Top of Data shown

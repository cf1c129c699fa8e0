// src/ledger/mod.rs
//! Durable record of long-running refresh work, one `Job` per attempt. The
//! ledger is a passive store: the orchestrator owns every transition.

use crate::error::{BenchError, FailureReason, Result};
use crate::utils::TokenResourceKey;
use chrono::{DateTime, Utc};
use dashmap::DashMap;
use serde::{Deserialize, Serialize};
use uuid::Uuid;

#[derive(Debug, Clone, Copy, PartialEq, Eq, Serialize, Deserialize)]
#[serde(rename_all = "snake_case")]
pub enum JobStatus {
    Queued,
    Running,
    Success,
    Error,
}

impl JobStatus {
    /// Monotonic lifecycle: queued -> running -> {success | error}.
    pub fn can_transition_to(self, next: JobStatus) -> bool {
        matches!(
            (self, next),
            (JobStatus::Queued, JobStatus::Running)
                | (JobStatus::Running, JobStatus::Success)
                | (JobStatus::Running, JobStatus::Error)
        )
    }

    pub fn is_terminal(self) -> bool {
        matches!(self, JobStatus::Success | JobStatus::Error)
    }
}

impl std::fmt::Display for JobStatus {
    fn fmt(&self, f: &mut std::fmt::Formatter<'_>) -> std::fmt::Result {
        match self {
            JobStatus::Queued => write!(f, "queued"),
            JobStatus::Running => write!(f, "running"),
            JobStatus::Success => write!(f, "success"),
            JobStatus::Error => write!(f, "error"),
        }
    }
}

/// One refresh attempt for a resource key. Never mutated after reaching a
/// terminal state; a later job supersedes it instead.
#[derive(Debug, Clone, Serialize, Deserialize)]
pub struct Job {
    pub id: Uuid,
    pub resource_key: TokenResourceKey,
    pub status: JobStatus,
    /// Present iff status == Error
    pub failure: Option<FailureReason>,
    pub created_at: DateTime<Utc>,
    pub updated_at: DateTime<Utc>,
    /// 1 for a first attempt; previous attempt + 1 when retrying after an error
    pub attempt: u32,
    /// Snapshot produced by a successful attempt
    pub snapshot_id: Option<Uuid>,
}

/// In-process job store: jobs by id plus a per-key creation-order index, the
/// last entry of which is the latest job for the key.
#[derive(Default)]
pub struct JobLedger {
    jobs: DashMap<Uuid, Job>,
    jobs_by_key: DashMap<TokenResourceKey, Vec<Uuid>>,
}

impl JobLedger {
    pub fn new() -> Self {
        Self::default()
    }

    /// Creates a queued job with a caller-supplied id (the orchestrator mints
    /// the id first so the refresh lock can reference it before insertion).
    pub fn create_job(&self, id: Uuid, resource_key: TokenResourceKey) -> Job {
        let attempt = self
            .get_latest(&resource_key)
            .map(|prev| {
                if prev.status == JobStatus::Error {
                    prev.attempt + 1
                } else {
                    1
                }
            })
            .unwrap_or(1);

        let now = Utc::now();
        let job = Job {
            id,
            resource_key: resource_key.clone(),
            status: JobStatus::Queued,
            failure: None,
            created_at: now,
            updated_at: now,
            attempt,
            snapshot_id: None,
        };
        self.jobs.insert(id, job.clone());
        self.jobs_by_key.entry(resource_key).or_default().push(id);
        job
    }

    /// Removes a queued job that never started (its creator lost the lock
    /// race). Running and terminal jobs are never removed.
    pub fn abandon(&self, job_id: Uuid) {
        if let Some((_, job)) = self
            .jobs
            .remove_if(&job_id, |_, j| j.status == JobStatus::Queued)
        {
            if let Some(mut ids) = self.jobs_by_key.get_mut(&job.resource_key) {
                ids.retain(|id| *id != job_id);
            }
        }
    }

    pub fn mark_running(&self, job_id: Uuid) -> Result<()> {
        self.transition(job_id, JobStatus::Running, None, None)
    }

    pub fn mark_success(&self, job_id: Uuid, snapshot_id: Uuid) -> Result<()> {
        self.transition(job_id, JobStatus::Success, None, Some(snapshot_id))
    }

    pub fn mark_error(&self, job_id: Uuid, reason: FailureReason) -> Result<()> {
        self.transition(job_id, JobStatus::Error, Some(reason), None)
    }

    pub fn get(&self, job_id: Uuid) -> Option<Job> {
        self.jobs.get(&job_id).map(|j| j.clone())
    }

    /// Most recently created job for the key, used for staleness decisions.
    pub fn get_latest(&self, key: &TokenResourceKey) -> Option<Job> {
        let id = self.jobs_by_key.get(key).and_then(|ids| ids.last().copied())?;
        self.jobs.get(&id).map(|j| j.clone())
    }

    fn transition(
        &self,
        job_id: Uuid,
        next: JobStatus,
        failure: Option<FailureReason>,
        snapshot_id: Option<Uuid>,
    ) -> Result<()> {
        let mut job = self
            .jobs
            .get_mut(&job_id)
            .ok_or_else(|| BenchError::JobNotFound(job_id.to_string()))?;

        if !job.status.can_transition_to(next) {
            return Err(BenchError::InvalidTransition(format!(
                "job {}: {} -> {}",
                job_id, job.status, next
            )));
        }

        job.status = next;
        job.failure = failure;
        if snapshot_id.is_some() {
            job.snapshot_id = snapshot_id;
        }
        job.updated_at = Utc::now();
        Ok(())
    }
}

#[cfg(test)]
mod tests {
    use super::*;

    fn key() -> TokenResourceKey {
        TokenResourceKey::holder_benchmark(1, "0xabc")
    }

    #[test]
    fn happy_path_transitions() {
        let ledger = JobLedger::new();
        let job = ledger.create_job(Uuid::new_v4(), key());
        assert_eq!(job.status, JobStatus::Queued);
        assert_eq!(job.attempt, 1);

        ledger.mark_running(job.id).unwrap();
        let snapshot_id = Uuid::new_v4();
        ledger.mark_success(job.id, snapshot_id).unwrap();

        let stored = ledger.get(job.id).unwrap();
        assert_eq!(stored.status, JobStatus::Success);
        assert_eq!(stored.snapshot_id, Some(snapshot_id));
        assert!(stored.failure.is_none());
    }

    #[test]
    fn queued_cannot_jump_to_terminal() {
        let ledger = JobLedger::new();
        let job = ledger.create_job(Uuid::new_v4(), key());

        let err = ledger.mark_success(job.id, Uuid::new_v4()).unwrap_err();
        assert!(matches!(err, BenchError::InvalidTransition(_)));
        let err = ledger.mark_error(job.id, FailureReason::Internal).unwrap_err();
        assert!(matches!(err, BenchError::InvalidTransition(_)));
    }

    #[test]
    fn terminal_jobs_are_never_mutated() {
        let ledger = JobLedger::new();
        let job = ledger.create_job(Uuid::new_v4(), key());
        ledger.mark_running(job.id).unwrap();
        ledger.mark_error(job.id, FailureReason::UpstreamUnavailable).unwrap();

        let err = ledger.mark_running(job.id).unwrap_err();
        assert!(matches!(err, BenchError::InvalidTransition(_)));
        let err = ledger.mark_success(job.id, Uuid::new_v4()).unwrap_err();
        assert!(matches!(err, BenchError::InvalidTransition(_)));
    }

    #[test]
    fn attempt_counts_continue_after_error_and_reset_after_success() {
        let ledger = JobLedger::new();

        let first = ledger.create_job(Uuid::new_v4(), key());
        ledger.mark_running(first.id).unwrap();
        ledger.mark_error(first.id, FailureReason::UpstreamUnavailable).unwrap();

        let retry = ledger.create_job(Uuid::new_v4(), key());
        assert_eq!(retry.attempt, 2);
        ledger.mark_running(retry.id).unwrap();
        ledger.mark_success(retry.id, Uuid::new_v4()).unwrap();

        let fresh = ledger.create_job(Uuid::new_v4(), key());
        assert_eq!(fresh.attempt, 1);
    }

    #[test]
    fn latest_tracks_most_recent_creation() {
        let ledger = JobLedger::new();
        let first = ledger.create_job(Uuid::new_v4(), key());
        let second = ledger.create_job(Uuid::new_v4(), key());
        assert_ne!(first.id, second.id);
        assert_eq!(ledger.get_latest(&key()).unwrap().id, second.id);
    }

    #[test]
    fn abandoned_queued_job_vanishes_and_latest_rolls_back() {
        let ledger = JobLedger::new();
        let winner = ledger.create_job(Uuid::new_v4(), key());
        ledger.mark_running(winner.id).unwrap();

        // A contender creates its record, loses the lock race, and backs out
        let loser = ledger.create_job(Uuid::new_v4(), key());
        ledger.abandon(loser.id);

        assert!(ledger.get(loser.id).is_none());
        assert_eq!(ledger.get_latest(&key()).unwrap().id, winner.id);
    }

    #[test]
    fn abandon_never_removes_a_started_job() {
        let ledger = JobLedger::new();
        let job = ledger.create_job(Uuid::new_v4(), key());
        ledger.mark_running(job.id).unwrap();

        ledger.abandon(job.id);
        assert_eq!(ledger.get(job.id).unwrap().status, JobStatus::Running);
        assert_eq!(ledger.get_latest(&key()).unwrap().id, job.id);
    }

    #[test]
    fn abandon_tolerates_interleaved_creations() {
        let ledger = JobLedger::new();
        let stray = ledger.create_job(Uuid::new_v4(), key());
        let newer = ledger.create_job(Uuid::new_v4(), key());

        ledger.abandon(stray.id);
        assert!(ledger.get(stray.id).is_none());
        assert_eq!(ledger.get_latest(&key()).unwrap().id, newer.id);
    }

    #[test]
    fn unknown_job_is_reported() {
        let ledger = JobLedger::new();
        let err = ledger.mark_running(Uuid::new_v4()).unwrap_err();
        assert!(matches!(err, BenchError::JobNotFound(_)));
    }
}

Bottom of Data shown

- _What to work on_: Search the material above for "second". Pull out each line where it shows up.

- _Your response_:
        let second = ledger.create_job(Uuid::new_v4(), key());
        assert_ne!(first.id, second.id);
        assert_eq!(ledger.get_latest(&key()).unwrap().id, second.id);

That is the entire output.